Why pH controls nutrient availability
The relationship between soil pH and plant nutrient uptake is the most important practical reason gardeners need to understand pH. Plants can only absorb nutrients that are water-soluble and chemically available. Different nutrients are available at different pH ranges:
| Nutrient | Most available at | What happens outside the range |
|---|---|---|
| Nitrogen | pH 6.0-8.0 | Locked into organic matter below 5.5 |
| Phosphorus | pH 6.5-7.5 | Locked with iron below 6.0, with calcium above 7.5 |
| Potassium | pH 6.0-8.5 | Generally available across UK range |
| Calcium | pH 6.5-8.5 | Limited at low pH |
| Magnesium | pH 6.0-8.0 | Locked at extreme ends |
| Sulphur | pH 5.5-8.0 | Limited below 5.0 |
| Iron | pH 4.5-6.5 | Locks up above 7.0 (chlorosis in alkaline soils) |
| Manganese | pH 5.0-6.5 | Locks up above 7.0 |
| Zinc | pH 5.0-7.0 | Locks up above 7.5 |
| Copper | pH 5.0-7.0 | Locks up at both extremes |
| Boron | pH 5.0-7.0 | Limited extremes |
| Molybdenum | pH 5.5-8.5 | Locked below 5.0 |
The pH 6.0-7.0 band is the universal sweet spot because it gives reasonable availability of every major nutrient. This is why most general-purpose vegetables grow best there.
For the matching fertiliser side of soil nutrition, our best fertilisers UK gardens guide pairs with this article.
Testing soil pH
Three test methods work for UK gardens, ranked by accuracy:
Method 1: Professional laboratory analysis (most accurate)
Send a soil sample to a UK soil testing laboratory.
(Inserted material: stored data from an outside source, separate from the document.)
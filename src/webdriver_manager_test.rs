#[cfg(test)]
mod tests {
    use super::super::*;

    #[test]
    fn test_command_exists() {
        #[cfg(unix)]
        {
            assert!(WebDriverManager::command_exists("ls"));
            assert!(!WebDriverManager::command_exists(
                "nonexistent_command_12345"
            ));
        }

        #[cfg(windows)]
        {
            assert!(WebDriverManager::command_exists("cmd"));
            assert!(!WebDriverManager::command_exists(
                "nonexistent_command_12345"
            ));
        }
    }

    #[test]
    fn test_find_free_port() {
        let port = WebDriverManager::find_free_port().unwrap();
        assert!(port > 0);
    }

    #[test]
    fn test_is_port_in_use() {
        let listener = std::net::TcpListener::bind("127.0.0.1:0").unwrap();
        let port = listener.local_addr().unwrap().port();
        assert!(WebDriverManager::is_port_in_use(port));
    }

    #[tokio::test]
    async fn test_is_driver_ready_without_driver() {
        assert!(!WebDriverManager::is_driver_ready("http://localhost:65432").await);
    }

    #[test]
    fn test_stop_all_empty() {
        let manager = WebDriverManager::new();
        // Should not panic even with no processes, and is safe to repeat
        manager.stop_all();
        manager.stop_all();
    }
}
use super::click_button;
use crate::element_interactor::ElementInteractor;
use crate::session::BrowserSession;
use crate::types::Selector;

/// Hands off to Microsoft's sign-in; credentials are entered there
#[derive(Clone, Debug)]
pub struct MicrosoftLogin {
    pub login_button: Selector,
}

impl Default for MicrosoftLogin {
    fn default() -> Self {
        Self {
            login_button: Selector::css("button[data-testid='microsoft-login-button']"),
        }
    }
}

impl MicrosoftLogin {
    pub async fn login<S: BrowserSession>(&self, interactor: &ElementInteractor<S>) -> bool {
        click_button(interactor, &self.login_button, "Microsoft login button").await
    }
}
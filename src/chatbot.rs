use tracing::{info, warn};

use crate::interaction::ChatInteraction;
use crate::session::BrowserSession;
use crate::types::ChatTurn;

/// Runs a scripted conversation: system prompt first, then each user prompt
pub struct ChatBot<'a, S: BrowserSession> {
    interaction: &'a ChatInteraction<S>,
}

impl<'a, S: BrowserSession> ChatBot<'a, S> {
    pub fn new(interaction: &'a ChatInteraction<S>) -> Self {
        Self { interaction }
    }

    /// Send every prompt in order and collect the transcript
    ///
    /// A prompt without a response is recorded with `response: None` and the
    /// conversation carries on.
    pub async fn chat(&self, system_prompt: &str, user_prompts: &[String]) -> Vec<ChatTurn> {
        info!("Starting chat with system prompt: {}", system_prompt);

        let mut transcript = Vec::with_capacity(user_prompts.len() + 1);
        transcript.push(self.turn(system_prompt).await);

        for prompt in user_prompts {
            info!("Sending user prompt: {}", prompt);
            transcript.push(self.turn(prompt).await);
        }

        transcript
    }

    async fn turn(&self, prompt: &str) -> ChatTurn {
        let response = self.interaction.send_message(prompt).await;
        match &response {
            Some(text) => info!("Response: {}", text),
            None => warn!("No response for prompt: {}", prompt),
        }

        ChatTurn {
            prompt: prompt.to_string(),
            response,
        }
    }
}

#[cfg(test)]
#[path = "chatbot_test.rs"]
mod chatbot_test;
Cost: £35-£65. Results in 2-4 weeks. The lab measures pH plus available NPK plus organic matter content plus micronutrients. Accuracy: ±0.1 pH units.
Worth doing once when you take on a new garden or every 5 years on intensively-cultivated beds.
Method 2: Chemical colour-change kit (very accurate)
Boots, RHS shop, garden centres sell kits at £8-£15 for 6-10 tests. Mix a soil sample with the supplied reagent, wait for the colour to develop, match against the colour chart. Accuracy: ±0.3 pH units.
The best choice for most UK gardeners. Accurate enough for any practical decision.
Method 3: Digital probe meter (least accurate)
Push the probe 10-15cm into moist soil, wait 30-60 seconds, read the digital display. Cost: £15-£40. Accuracy: ±0.5 pH units, often worse on dry or compacted soil.
Digital meters are quick but less accurate than chemical kits. Always wet the soil first and wait the full reading time before recording.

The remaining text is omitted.